# Chili



## love2cook (Jul 2, 2004)

I am kind of new to cooking. I want to learn how to make foods that aren't boxed. I'll be expecting a baby in January and i also work. i want to first learn how to make Chili using practically nothing. I don't have that much stuff in my house, spice wise or bean/meat wise. I want to make chili for dinner tomorrow for my boyfriend and i want it to be something good besides grilled cheese sandwhiches and pasta. Please someone reply fast!!!! thank you


----------



## Alix (Jul 2, 2004)

1 lb ground beef
1 can crushed tomatoes
1 can kidney beans
chili powder to taste
salt and pepper

Brown beef, drain excess fat, add can of tomatoes, and can of beans and spice. Turn heat very low and let simmer for several hours. You can also do this about an hour before dinner.

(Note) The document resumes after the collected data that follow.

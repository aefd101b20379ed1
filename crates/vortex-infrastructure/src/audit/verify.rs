//! Audit chain verification tooling.

use std::path::Path;

use vortex_domain::constants::audit::GENESIS_HASH;
use vortex_domain::entities::ChainedEntry;
use vortex_domain::error::{Error, Result};

/// Verify a chain file end to end.
///
/// Checks every record's own hash and the linkage between consecutive
/// records, starting from the genesis hash. Returns the number of verified
/// records.
///
/// # Errors
/// Returns an error naming the first offending line.
pub fn verify_chain_file(path: &Path) -> Result<usize> {
    let content = std::fs::read_to_string(path)
        .map_err(|e| Error::io_with_source(format!("read chain file '{}'", path.display()), e))?;

    let mut prev_hash = GENESIS_HASH.to_owned();
    let mut verified = 0usize;

    for (line_no, line) in content.lines().enumerate() {
        if line.trim().is_empty() {
            continue;
        }
        let record: ChainedEntry = serde_json::from_str(line).map_err(|e| {
            Error::invalid_request(format!("line {}: malformed audit record: {e}", line_no + 1))
        })?;

        if record.prev_hash != prev_hash {
            return Err(Error::invalid_request(format!(
                "line {}: chain break (expected prev_hash {prev_hash}, found {})",
                line_no + 1,
                record.prev_hash
            )));
        }
        if !record.is_consistent() {
            return Err(Error::invalid_request(format!(
                "line {}: hash mismatch",
                line_no + 1
            )));
        }

        prev_hash = record.hash.clone();
        verified += 1;
    }

    Ok(verified)
}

Serve with grated cheese and fresh bread. Good luck.


----------



## love2cook (Jul 2, 2004)

*Thanks Alix*

Thank you for your reciepe. but i don't have any meat, tomatoes or 1/2 that stuff in it. it sounds really good but i am broke right now
i have to survive off the stuff i have. thank you again


----------



## Alix (Jul 2, 2004)

OK...what DO you have?


----------



## love2cook (Jul 2, 2004)

*stuff i have--practically nothing*

baked beans, corn, tomato sauce, corned beef hash, beef broth, bacon bits, basil, oregeno, garlic powder, dried minced onion, garlic salt, cheese, salsa. NOTHING!!


----------



## fat n happy (Jul 2, 2004)

hello 

your going to have to use you imagination for this one 



in a pan boil down the beefbroth by half add some of the onion and garlic powder , pray ,   add the salsa and drain the beans the best you can after there drained add the beans some salt and peper if you have none you can find little packets from mcdonalds im sure.if you have taco bell sauce this makes some good flavor as well. dont let get too dry add water if needed or more salsa . taste the whole time make sure of the flavor . when it tastes "GOOD" servre it with cheese on top. :?       just an idea. corn beef hash is the chronic by the way just heat it up in a pan eggs are cheap get some make eggs how you like them and eat with hash . i like to make my hash a little crispy. :!:


----------



## Raine (Jul 2, 2004)

Chilli on a baked potato is good, also try a hotdog covered in chilli.


----------



## love2cook (Jul 2, 2004)

*Thanks for the recipe!!!*

Thank you. You have a very good imagination. I'll do my best not to mess it up and hope it turns out yummy. it sounds delicious though. Thanks again!!!!


----------